Task objective
I need each line of the entries below that includes the string "tokio".

■ ■ ■ ■ ■ ■ ■

//! # clinsched
//!
//! clinsched is the background task scheduler core of a clinical-records
//! service. It runs independently-defined units of work (queue processors,
//! connectivity checks, index rebuilds) on their own tokio tasks, with the
//! guarantees the surrounding system depends on:
//!
//! - a task's `execute()` never runs before its potentially slow
//!   `initialize()` has completed, without blocking the rest of startup;
//! - a failing run (including a panic) is isolated from the scheduler and
//!   from every other task;
//! - each task re-establishes an authenticated execution context, since
//!   tasks run outside any request context;
//! - any individual task can be stopped and restarted without restarting
//!   the process.
//!
//! ## Architecture Overview
//!
//! ### Task contract
//! - The [`tasks::Task`] trait is the unit of schedulable work:
//!   `initialize` / `execute` / `is_executing` / `shutdown`
//! - [`tasks::TaskState`] carries the shared lifecycle bookkeeping concrete
//!   tasks embed (definition storage, executing flag, authentication helper)
//!
//! ### Initialization barrier
//! - [`tasks::ThreadedInitWrapper`] decorates any task so its real
//!   `initialize` runs concurrently with system startup while `execute`
//!   suspends until setup has signaled completion
//!
//! ### Trigger service
//! - [`scheduler::SchedulerService`] owns one trigger loop per scheduled
//!   task: start-time delay, then one-shot or fixed-interval firing, each
//!   firing isolated on its own tokio task
//!
//! ## Configuration
//!
//! The service is configured via environment variables:
//! - `CLINSCHED_SCHEDULER_USERNAME` / `CLINSCHED_SCHEDULER_PASSWORD`:
//!   service-account credentials tasks authenticate with
//! - `CLINSCHED_SHUTDOWN_GRACE_SECONDS`: how long shutdown waits for
//!   trigger loops to drain
//! - `CLINSCHED_CONNECTIVITY_TIMEOUT_MS`: probe timeout for the
//!   connectivity check task
//!
//! ## Error Handling
//!
//! All error strings use the format: `error-clinsched-<domain>-<number> <message>`

/// Configuration management for the scheduler service.
///
/// Environment-variable loading for the scheduler service account and
/// operational timeouts.
pub mod config;

pub(crate) mod constants;

/// Authenticated execution context for task work.
///
/// Explicit per-task context objects replace any process-wide "current user":
/// each task opens its own session with the scheduler service account.
pub mod context;

/// Task definition value type and property accessors.
pub mod definition;

pub mod errors;

/// Task registry abstraction over the external definition store.
pub mod registry;

/// Trigger service owning the timers that fire scheduled tasks.
pub mod scheduler;

/// Background task contract and implementations.
///
/// The [`tasks::Task`] trait, shared lifecycle state, the threaded
/// initialization wrapper, and the concrete tasks shipped with the service.
pub mod tasks;

#[cfg(test)]
pub mod test_helpers;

■ ■ ■ ■ ■ ■ ■

Solution to this task
//! connectivity checks, index rebuilds) on their own tokio tasks, with the
//!   firing isolated on its own tokio task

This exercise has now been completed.